WORK TO COMPLETE = Work out how many lines below contain the word "type", then give that number alone.

*** Begin section ***

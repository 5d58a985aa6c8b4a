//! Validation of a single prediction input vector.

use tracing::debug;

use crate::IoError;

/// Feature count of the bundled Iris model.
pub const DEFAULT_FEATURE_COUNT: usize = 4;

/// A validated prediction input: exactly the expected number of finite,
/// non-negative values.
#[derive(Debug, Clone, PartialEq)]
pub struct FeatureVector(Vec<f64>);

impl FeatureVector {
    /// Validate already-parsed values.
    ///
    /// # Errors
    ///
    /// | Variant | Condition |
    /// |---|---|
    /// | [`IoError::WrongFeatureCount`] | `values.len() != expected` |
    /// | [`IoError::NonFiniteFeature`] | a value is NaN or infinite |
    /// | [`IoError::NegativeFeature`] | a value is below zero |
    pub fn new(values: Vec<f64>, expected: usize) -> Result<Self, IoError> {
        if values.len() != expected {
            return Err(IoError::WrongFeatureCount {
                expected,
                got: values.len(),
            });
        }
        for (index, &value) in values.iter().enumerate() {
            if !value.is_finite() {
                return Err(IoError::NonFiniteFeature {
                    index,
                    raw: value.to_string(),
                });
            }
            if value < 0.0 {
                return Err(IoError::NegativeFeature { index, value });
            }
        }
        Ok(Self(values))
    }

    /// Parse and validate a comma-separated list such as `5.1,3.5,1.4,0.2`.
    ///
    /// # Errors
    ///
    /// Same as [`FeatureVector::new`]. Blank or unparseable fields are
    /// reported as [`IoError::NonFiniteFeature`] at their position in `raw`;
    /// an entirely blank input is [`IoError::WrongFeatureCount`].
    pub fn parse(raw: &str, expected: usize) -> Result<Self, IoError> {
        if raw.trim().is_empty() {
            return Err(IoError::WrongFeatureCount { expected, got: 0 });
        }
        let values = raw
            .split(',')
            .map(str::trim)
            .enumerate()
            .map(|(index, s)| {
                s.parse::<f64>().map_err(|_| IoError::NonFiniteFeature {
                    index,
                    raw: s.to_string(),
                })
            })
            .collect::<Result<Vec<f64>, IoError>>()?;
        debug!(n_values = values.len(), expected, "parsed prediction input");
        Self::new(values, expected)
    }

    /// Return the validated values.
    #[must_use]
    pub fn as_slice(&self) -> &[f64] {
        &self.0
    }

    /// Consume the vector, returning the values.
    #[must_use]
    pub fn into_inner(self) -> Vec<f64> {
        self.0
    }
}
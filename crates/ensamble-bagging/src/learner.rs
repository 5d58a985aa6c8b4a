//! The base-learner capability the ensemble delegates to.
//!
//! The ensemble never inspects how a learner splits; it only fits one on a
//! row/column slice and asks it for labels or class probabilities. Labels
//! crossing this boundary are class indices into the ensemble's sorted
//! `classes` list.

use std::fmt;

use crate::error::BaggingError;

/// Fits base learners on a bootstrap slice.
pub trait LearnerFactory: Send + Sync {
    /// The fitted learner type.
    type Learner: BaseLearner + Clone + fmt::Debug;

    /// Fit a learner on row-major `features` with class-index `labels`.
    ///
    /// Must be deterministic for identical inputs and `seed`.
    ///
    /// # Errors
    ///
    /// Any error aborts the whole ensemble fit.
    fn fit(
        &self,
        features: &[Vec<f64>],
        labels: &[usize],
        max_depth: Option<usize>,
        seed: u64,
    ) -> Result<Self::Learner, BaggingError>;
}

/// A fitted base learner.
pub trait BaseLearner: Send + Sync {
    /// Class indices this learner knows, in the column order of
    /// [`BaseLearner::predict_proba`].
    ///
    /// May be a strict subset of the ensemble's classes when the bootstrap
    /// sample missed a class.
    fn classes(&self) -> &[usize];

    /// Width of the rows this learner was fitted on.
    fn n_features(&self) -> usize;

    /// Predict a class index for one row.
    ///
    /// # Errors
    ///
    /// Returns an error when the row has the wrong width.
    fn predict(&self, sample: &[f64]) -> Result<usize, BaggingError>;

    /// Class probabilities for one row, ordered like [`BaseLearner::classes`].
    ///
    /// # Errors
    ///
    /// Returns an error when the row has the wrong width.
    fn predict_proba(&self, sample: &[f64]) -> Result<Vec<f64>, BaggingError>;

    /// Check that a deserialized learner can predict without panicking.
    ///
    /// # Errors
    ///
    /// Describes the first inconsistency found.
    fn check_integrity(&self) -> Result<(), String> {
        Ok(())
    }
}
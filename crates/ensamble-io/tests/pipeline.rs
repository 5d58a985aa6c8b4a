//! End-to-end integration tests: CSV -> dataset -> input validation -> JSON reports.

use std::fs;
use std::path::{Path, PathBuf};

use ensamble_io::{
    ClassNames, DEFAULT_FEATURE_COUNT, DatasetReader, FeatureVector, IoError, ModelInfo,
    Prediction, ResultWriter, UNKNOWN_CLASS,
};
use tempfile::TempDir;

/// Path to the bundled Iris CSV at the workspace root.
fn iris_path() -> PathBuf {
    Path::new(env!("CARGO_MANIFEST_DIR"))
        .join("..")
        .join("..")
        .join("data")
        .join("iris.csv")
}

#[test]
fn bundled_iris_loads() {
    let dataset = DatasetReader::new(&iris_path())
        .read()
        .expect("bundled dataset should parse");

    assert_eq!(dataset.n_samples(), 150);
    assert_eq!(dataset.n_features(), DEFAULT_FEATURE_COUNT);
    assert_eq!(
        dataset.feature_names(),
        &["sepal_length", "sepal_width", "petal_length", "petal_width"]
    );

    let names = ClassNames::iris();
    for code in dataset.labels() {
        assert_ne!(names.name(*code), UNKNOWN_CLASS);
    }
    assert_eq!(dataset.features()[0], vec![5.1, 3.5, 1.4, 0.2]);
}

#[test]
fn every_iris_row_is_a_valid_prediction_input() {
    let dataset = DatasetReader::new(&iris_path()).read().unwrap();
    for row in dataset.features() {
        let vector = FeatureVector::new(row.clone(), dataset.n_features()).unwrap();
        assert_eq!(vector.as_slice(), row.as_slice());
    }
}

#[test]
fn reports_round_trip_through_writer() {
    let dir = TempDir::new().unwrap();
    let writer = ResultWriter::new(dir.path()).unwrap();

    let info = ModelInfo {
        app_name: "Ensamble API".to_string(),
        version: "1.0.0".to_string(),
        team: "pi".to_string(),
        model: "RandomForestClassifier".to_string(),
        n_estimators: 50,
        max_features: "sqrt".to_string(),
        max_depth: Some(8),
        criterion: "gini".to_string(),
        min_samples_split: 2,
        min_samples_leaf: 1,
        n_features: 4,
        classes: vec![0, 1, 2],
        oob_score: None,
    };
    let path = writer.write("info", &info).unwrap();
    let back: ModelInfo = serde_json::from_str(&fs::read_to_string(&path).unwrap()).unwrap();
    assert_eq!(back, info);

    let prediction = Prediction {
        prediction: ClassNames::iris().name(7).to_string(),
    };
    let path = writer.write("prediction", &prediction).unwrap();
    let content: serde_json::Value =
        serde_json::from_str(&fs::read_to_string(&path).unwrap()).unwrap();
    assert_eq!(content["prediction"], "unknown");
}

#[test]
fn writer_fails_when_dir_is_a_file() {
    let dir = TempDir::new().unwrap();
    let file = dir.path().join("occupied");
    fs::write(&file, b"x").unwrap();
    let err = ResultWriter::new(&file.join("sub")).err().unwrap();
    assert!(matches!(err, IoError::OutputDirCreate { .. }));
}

*** End section ***

EXERCISE RESPONSE = 2